**TASK TO CARRY OUT**
Your response should contain each line of the data that includes "Streaming".
___ DATASET ENTRIES ___
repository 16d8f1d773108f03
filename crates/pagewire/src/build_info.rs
use serde::Serialize;

pub const VERSION: &str = env!("CARGO_PKG_VERSION");
pub const COMMIT: &str = match option_env!("BUILD_COMMIT") {
    Some(c) => c,
    None => "unknown",
};
pub const BUILD_DATE: &str = match option_env!("BUILD_DATE") {
    Some(d) => d,
    None => "unknown",
};

/// Version, commit, and build date on one line.
pub fn version_string() -> String {
    format!("{VERSION} (commit: {COMMIT}, built: {BUILD_DATE})")
}

/// Body of `GET /version`.
#[derive(Debug, Clone, Copy, Serialize)]
pub struct BuildInfo {
    pub version: &'static str,
    pub commit: &'static str,
    pub build_date: &'static str,
}

impl Default for BuildInfo {
    fn default() -> Self {
        Self {
            version: VERSION,
            commit: COMMIT,
            build_date: BUILD_DATE,
        }
    }
}

#[cfg(test)]
mod tests {
    use super::*;

    #[test]
    fn test_build_info_matches_constants() {
        let info = BuildInfo::default();
        assert_eq!(info.version, VERSION);
        assert!(!info.commit.is_empty());
        assert!(!info.build_date.is_empty());
    }

    #[test]
    fn test_version_string_format() {
        let vs = version_string();
        assert!(vs.starts_with(VERSION));
        assert!(vs.contains("commit:"));
        assert!(vs.contains("built:"));
    }
}
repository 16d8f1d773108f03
//! Pagewire - session and request coordination for remotely driven,
//! page-oriented UI applications.
//!
//! A remote client sends sequence-numbered operations and navigation
//! requests; the server runs the application's render code against a
//! per-request context and streams UI operations back.

pub mod app;
pub mod background;
pub mod build_info;
pub mod config;
pub mod demo;
pub mod dispatcher;
pub mod error;
pub mod handlers;
pub mod layout;
pub mod menu;
pub mod request;
pub mod server;
pub mod session;
pub mod widget;

pub use pagewire_protocol as protocol;
//! Session management.
//!
//! # Architecture
//!
//! ```text
//!  ┌─────────────────┐        ┌──────────────────────────┐
//!  │ SessionRegistry │──owns──▶ SessionState             │  (one per session id)
//!  │  (ID → State)   │        │  current_seq             │
//!  └─────────────────┘        │  operations slot ──────────▶ OperationsContext
//!                             │  navigation slot ──────────▶ NavigationContext
//!                             │  widgets, attributes     │
//!                             └──────────────────────────┘
//! ```
//!
//! - **SessionState**: admits requests by sequence number and holds at most
//!   one in-flight context of each kind. Installing a context cancels the
//!   one it supersedes. Waiters block until a slot empties.
//! - **SessionRegistry**: maps session ids to states; creates on first
//!   sight and evicts idle sessions on a periodic sweep.
//! - **apply_actions**: applies client interactions to registered widgets
//!   before a request's render runs.

mod actions;
mod registry;
mod state;

pub use actions::apply_actions;
pub use registry::SessionRegistry;
pub use state::{SessionMetadata, SessionState};
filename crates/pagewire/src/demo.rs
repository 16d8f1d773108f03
//! Built-in demo application served by `pagewire serve`.
//!
//! Three pages exercising text, layout, widgets, and streamed output. Each
//! session gets its own widgets so actions from one client never touch
//! another's state.

use std::sync::Arc;
use std::time::Duration;

use async_trait::async_trait;
use futures::StreamExt;
use pagewire_protocol::{ColumnGap, VerticalAlignment};

use crate::app::{App, AppManager, MultiPageApp, Page};
use crate::error::RequestError;
use crate::layout::TextOptions;
use crate::menu::{NavigationEntry, NavigationMenu};
use crate::request::OperationsContext;
use crate::session::SessionState;
use crate::widget::{Widget, WidgetHandle};

const STREAM_CHUNK_DELAY: Duration = Duration::from_millis(40);

/// App manager creating one demo app per session.
pub fn app_manager() -> Arc<dyn AppManager> {
    Arc::new(
        |_session: &Arc<SessionState>| -> Result<Arc<dyn App>, RequestError> {
            Ok(Arc::new(demo_app()?))
        },
    )
}

/// A fresh demo app with its own widgets.
pub fn demo_app() -> Result<MultiPageApp, RequestError> {
    let menu = NavigationMenu::sidebar(vec![
        NavigationEntry::new("home", "Home")?
            .with_icon(":material/home:")
            .as_default(),
        NavigationEntry::new("stream", "Streaming")?.with_icon(":material/stream:"),
        NavigationEntry::new("about", "About")?,
    ])?;

    Ok(MultiPageApp::new()
        .page(HomePage::new())
        .page(StreamPage::new())
        .page(AboutPage::new())
        .with_menu(menu))
}

// ============================================================================
// Home
// ============================================================================

struct HomePage {
    name: WidgetHandle,
    flavor: WidgetHandle,
    subscribed: WidgetHandle,
    refresh: WidgetHandle,
}

impl HomePage {
    fn new() -> Self {
        let flavors = ["vanilla", "chocolate", "pistachio"].map(str::to_string).to_vec();
        Self {
            name: Widget::text_input("Your name")
                .with_help("Used in the greeting below")
                .into(),
            flavor: Widget::selectbox("Favorite flavor", flavors).into(),
            subscribed: Widget::toggle("Subscribe to updates").into(),
            refresh: Widget::button("Refresh").into(),
        }
    }
}

#[async_trait]
impl Page for HomePage {
    fn name(&self) -> &str {
        "home"
    }

    async fn render(&self, ctx: Arc<OperationsContext>) -> Result<(), RequestError> {
        let root = ctx.root();
        root.title("Pagewire demo")?
            .widget(&self.name)?;

        let name = self.name.value();
        let name = name.as_text().map(str::trim).filter(|n| !n.is_empty());
        root.text(format!("Hello, {}!", name.unwrap_or("stranger")))?;

        let columns = root.columns(&[0.5, 0.5], ColumnGap::Medium, VerticalAlignment::Center)?;
        columns[0].widget(&self.flavor)?;
        columns[1].widget(&self.subscribed)?;

        if let Some(flavor) = self.flavor.selected_option() {
            root.markdown(format!("You picked **{flavor}**."))?;
        }
        if self.subscribed.changed() && self.subscribed.value().as_bool() == Some(true) {
            root.subheader_with("Thanks for subscribing", TextOptions::help("Toggle off any time"))?;
        }

        root.widget(&self.refresh)?;
        if self.refresh.changed() {
            root.rerun()?;
        }
        Ok(())
    }
}

// ============================================================================
// Streaming
// ============================================================================

struct StreamPage {
    prompt: WidgetHandle,
}

impl StreamPage {
    fn new() -> Self {
        Self {
            prompt: Widget::text_input("Text to stream").into(),
        }
    }
}

#[async_trait]
impl Page for StreamPage {
    fn name(&self) -> &str {
        "stream"
    }

    async fn render(&self, ctx: Arc<OperationsContext>) -> Result<(), RequestError> {
        let root = ctx.root();
        root.header("Streaming output")?.widget(&self.prompt)?;

        let text = self.prompt.value();
        let text = match text.as_text() {
            Some(t) if !t.trim().is_empty() => t.to_string(),
            _ => "Type something above and watch it arrive word by word.".to_string(),
        };

        let words: Vec<String> = text.split_whitespace().map(|w| format!("{w} ")).collect();
        let chunks = futures::stream::iter(words).then(|word| async move {
            tokio::time::sleep(STREAM_CHUNK_DELAY).await;
            word
        });

        let output = root.placeholder()?;
        output.write_stream(chunks)?;
        Ok(())
    }
}

// ============================================================================
// About
// ============================================================================

struct AboutPage {
    home_link: WidgetHandle,
}

impl AboutPage {
    fn new() -> Self {
        Self {
            home_link: Widget::page_link("Back home", "home").into(),
        }
    }
}

#[async_trait]
impl Page for AboutPage {
    fn name(&self) -> &str {
        "about"
    }

    async fn render(&self, ctx: Arc<OperationsContext>) -> Result<(), RequestError> {
        let root = ctx.root();
        root.header("About")?.markdown(
            "Pages are rendered on the server; the client only draws the \
             operations it receives.",
        )?;

        let details = root.expander(Some("Session"), Some(":material/info:"), false)?;
        let session = ctx.session();
        details.text(format!("Session id: {}", session.session_id()))?;
        details.text(format!("Registered widgets: {}", session.widget_count()))?;

        ctx.sidebar().widget(&self.home_link)?;
        Ok(())
    }
}
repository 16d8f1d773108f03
use std::convert::Infallible;
use std::time::Duration;

use axum::Json;
use axum::extract::State;
use axum::response::sse::{Event, KeepAlive, Sse};
use axum::response::{IntoResponse, Response};
use futures::StreamExt;
use pagewire_protocol::{Operation, OperationsRequest};
use tracing::error;

use crate::handlers::problem_details;
use crate::server::AppState;

/// POST /api/v1/operations
///
/// Renders the requested page and streams the resulting operations.
/// Events emitted:
/// - `operation`: one JSON-encoded operation per event, the last being `end`
///
/// A stale sequence number is rejected with 409 before any event is sent.
pub async fn operations(
    State(state): State<AppState>,
    Json(req): Json<OperationsRequest>,
) -> Response {
    if req.session_id.trim().is_empty() {
        return problem_details::bad_request("session_id must not be blank").into_response();
    }

    let stream = match state.dispatcher.submit_operations(req).await {
        Ok(stream) => stream,
        Err(e) => return problem_details::from_dispatch_error(&e).into_response(),
    };

    let session_id = stream.session_id().to_string();
    let events = stream.map(move |op| Ok::<_, Infallible>(operation_event(&session_id, &op)));

    let keep_alive = KeepAlive::new()
        .interval(Duration::from_secs(state.keep_alive_interval_seconds))
        .text("keep-alive");

    Sse::new(events).keep_alive(keep_alive).into_response()
}

fn operation_event(session_id: &str, op: &Operation) -> Event {
    match Event::default().event("operation").json_data(op) {
        Ok(event) => event,
        Err(e) => {
            error!(session_id = %session_id, error = %e, "Failed to encode operation");
            Event::default().event("error").data(e.to_string())
        }
    }
}
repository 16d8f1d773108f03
//! Common test utilities.
#![allow(dead_code)]

use std::future::Future;
use std::sync::Arc;

use async_trait::async_trait;
use axum::Router;
use futures::future::BoxFuture;

use pagewire::app::{App, AppCache, AppManager};
use pagewire::dispatcher::Dispatcher;
use pagewire::error::RequestError;
use pagewire::menu::NavigationMenu;
use pagewire::protocol::{Action, NavigationRequest, OperationsRequest};
use pagewire::request::{NavigationContext, OperationsContext};
use pagewire::server::{self, AppState};
use pagewire::session::{SessionRegistry, SessionState};

type RenderFn =
    Arc<dyn Fn(Arc<OperationsContext>) -> BoxFuture<'static, Result<(), RequestError>> + Send + Sync>;

/// An app whose render is a test closure, optionally with a menu.
pub struct ScriptedApp {
    render: RenderFn,
    menu: Option<NavigationMenu>,
}

impl ScriptedApp {
    pub fn new<F, Fut>(render: F) -> Self
    where
        F: Fn(Arc<OperationsContext>) -> Fut + Send + Sync + 'static,
        Fut: Future<Output = Result<(), RequestError>> + Send + 'static,
    {
        Self {
            render: Arc::new(move |ctx| -> BoxFuture<'static, Result<(), RequestError>> {
                Box::pin(render(ctx))
            }),
            menu: None,
        }
    }

    pub fn with_menu(mut self, menu: NavigationMenu) -> Self {
        self.menu = Some(menu);
        self
    }
}

#[async_trait]
impl App for ScriptedApp {
    async fn render(&self, ctx: Arc<OperationsContext>) -> Result<(), RequestError> {
        (self.render)(ctx).await
    }

    async fn navigation_menu(
        &self,
        _ctx: &NavigationContext,
    ) -> Result<Option<NavigationMenu>, RequestError> {
        Ok(self.menu.clone())
    }
}

/// Hands the same app to every session.
pub struct SharedApp(pub Arc<dyn App>);

#[async_trait]
impl AppManager for SharedApp {
    async fn get_or_create_app(
        &self,
        _session: &Arc<SessionState>,
    ) -> Result<Arc<dyn App>, RequestError> {
        Ok(self.0.clone())
    }
}

pub fn dispatcher_for(app: impl App + 'static) -> Dispatcher {
    Dispatcher::new(SessionRegistry::new(), Arc::new(SharedApp(Arc::new(app))))
}

pub fn ops_request(session_id: &str, seq: u64) -> OperationsRequest {
    OperationsRequest {
        session_id: session_id.to_string(),
        app_name: None,
        seq,
        page: None,
        actions: Vec::new(),
    }
}

pub fn ops_request_with(session_id: &str, seq: u64, actions: Vec<Action>) -> OperationsRequest {
    OperationsRequest {
        actions,
        ..ops_request(session_id, seq)
    }
}

pub fn nav_request(session_id: &str, seq: u64) -> NavigationRequest {
    NavigationRequest {
        session_id: session_id.to_string(),
        app_name: None,
        seq,
        actions: Vec::new(),
    }
}

/// Create a test `AppState` around `app`.
pub fn test_app_state(app: impl App + 'static) -> AppState {
    let apps = Arc::new(AppCache::new(Arc::new(SharedApp(Arc::new(app)))));
    AppState {
        dispatcher: Dispatcher::new(SessionRegistry::new(), apps.clone()),
        apps,
        keep_alive_interval_seconds: 15,
        max_connections: 64,
    }
}

/// Create a test router serving a title-and-text app.
pub fn test_app() -> Router {
    server::build_app(test_app_state(hello_app()), 300)
}

/// Renders `title("Hello")` then `text("World")`.
pub fn hello_app() -> ScriptedApp {
    ScriptedApp::new(|ctx| async move {
        let root = ctx.root();
        root.title("Hello")?.text("World")?;
        Ok(())
    })
}
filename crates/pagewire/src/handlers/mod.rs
//! HTTP request handlers.

mod health;
pub(crate) mod problem_details;
pub mod v1;
mod version;

pub use health::{livez, readyz};
pub use version::version;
___
**THE ANSWER**
        NavigationEntry::new("stream", "Streaming")?.with_icon(":material/stream:"),
// Streaming
        root.header("Streaming output")?.widget(&self.prompt)?;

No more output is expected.